Rather than using stopwatches and measured distances, Ros makes the most of her local rolling terrain, and uses a combination of galloping, cross-country practice and hill work, with the exact mix depending on the horse’s development.
“Out hacking we go out of the drive and straight up a decent hill,” she says. “I don’t do specific drilled interval training because I can just use the hills.
“We have a field on our farm with cross-country fences, plus short steep hills. For an intermediate horse, I’ll vary a session with schooling and flying changes for their balance, some fences and cantering up and down hills.
“For the advanced horses we are able to use a neighbouring farmer’s valley for fitness work, so that will be more of a straight gallop, but they’ll also do cross-country and other things too.”
Green, green grass
“My horses eat a very grass-based diet,” says Ros. “I feed Emerald Green Feeds, which are predominantly grass-based – grass alfalfa, grass nuts, grass chaff – with an energy mix.

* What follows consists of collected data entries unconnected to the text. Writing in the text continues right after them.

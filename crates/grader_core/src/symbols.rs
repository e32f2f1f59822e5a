use std::collections::HashMap;
use std::path::Path;

use tracing::debug;

use crate::error::GraderError;
use crate::Result;

/// Symbol name to address lookup backed by `nm`-style text tables.
///
/// Lines are either `address name` or `address type name`; anything else is skipped.
/// When a name appears more than once the first address wins.
#[derive(Debug, Default, Clone)]
pub struct SymbolTable {
    symbols: HashMap<String, u64>,
}

impl SymbolTable {
    pub fn new() -> Self {
        Self::default()
    }

    pub fn parse(text: &str) -> Self {
        let mut table = Self::new();
        table.extend_from_text(text);
        table
    }

    /// Loads every table in `paths`. Missing files contribute no symbols.
    pub async fn load<P: AsRef<Path>>(paths: &[P]) -> Result<Self> {
        let mut table = Self::new();
        for path in paths {
            let path = path.as_ref();
            match tokio::fs::read(path).await {
                Ok(bytes) => {
                    table.extend_from_text(&String::from_utf8_lossy(&bytes));
                    debug!(path = %path.display(), symbols = table.len(), "loaded symbol table");
                }
                Err(e) if e.kind() == std::io::ErrorKind::NotFound => {
                    debug!(path = %path.display(), "symbol table not present");
                }
                Err(e) => return Err(e.into()),
            }
        }
        Ok(table)
    }

    fn extend_from_text(&mut self, text: &str) {
        for line in text.lines() {
            let fields: Vec<&str> = line.split_whitespace().collect();
            let (address, name) = match fields.as_slice() {
                [address, name] => (address, name),
                [address, _, name, ..] => (address, name),
                _ => continue,
            };
            let digits = address.trim_start_matches("0x").trim_start_matches("0X");
            let Ok(address) = u64::from_str_radix(digits, 16) else {
                continue;
            };
            self.symbols.entry((*name).to_string()).or_insert(address);
        }
    }

    pub fn get(&self, name: &str) -> Option<u64> {
        self.symbols.get(name).copied()
    }

    pub fn lookup(&self, name: &str) -> Result<u64> {
        self.get(name)
            .ok_or_else(|| GraderError::SymbolNotFound(name.to_string()))
    }

    pub fn len(&self) -> usize {
        self.symbols.len()
    }

    pub fn is_empty(&self) -> bool {
        self.symbols.is_empty()
    }
}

“One of the members of the business in the early days was singing at the band at my sister’s wedding. We got chatting about the horses, and he said he was looking for a sponsored rider. That was six or seven years ago, and they became my first sponsor.
“Supplements are kept to a minimum,” Ros adds. “Most of the horses don’t have them.”
Ones to watch
“I feel I’m really building my string, with some lovely young horses coming up who’ll take over from the older boys,” says Ros.
- Pencos Crown Jewel (Jas), 11yo mare (Jumbo x Rock King), owned by Kate James and Annie Makin. “She is a real grafter. She’s small but absolutely loves to gallop on the cross-country.”
- Izilot DHI (Isaac), 7yo gelding by Zavall VDL x Marlon, owned by Alex Moody
and Ros. “Super talented. He’s sharp and spooky but so very exciting.”
- Lordships Graffalo (Walter), 8yo gelding (Grafenstolz x Rock King), owned by Michele Saul. “He’s a half-brother to Pencos Crown Jewel, who takes life in his stride and can perform in every phase.”
- Rehy Royal Diamond (Bling), 9yo gelding (Ars Vivendi x Diamond Lad), owned by Christopher Makin. “He’s just starting to learn to control his power. He is a character but is starting to concentrate and show promise.”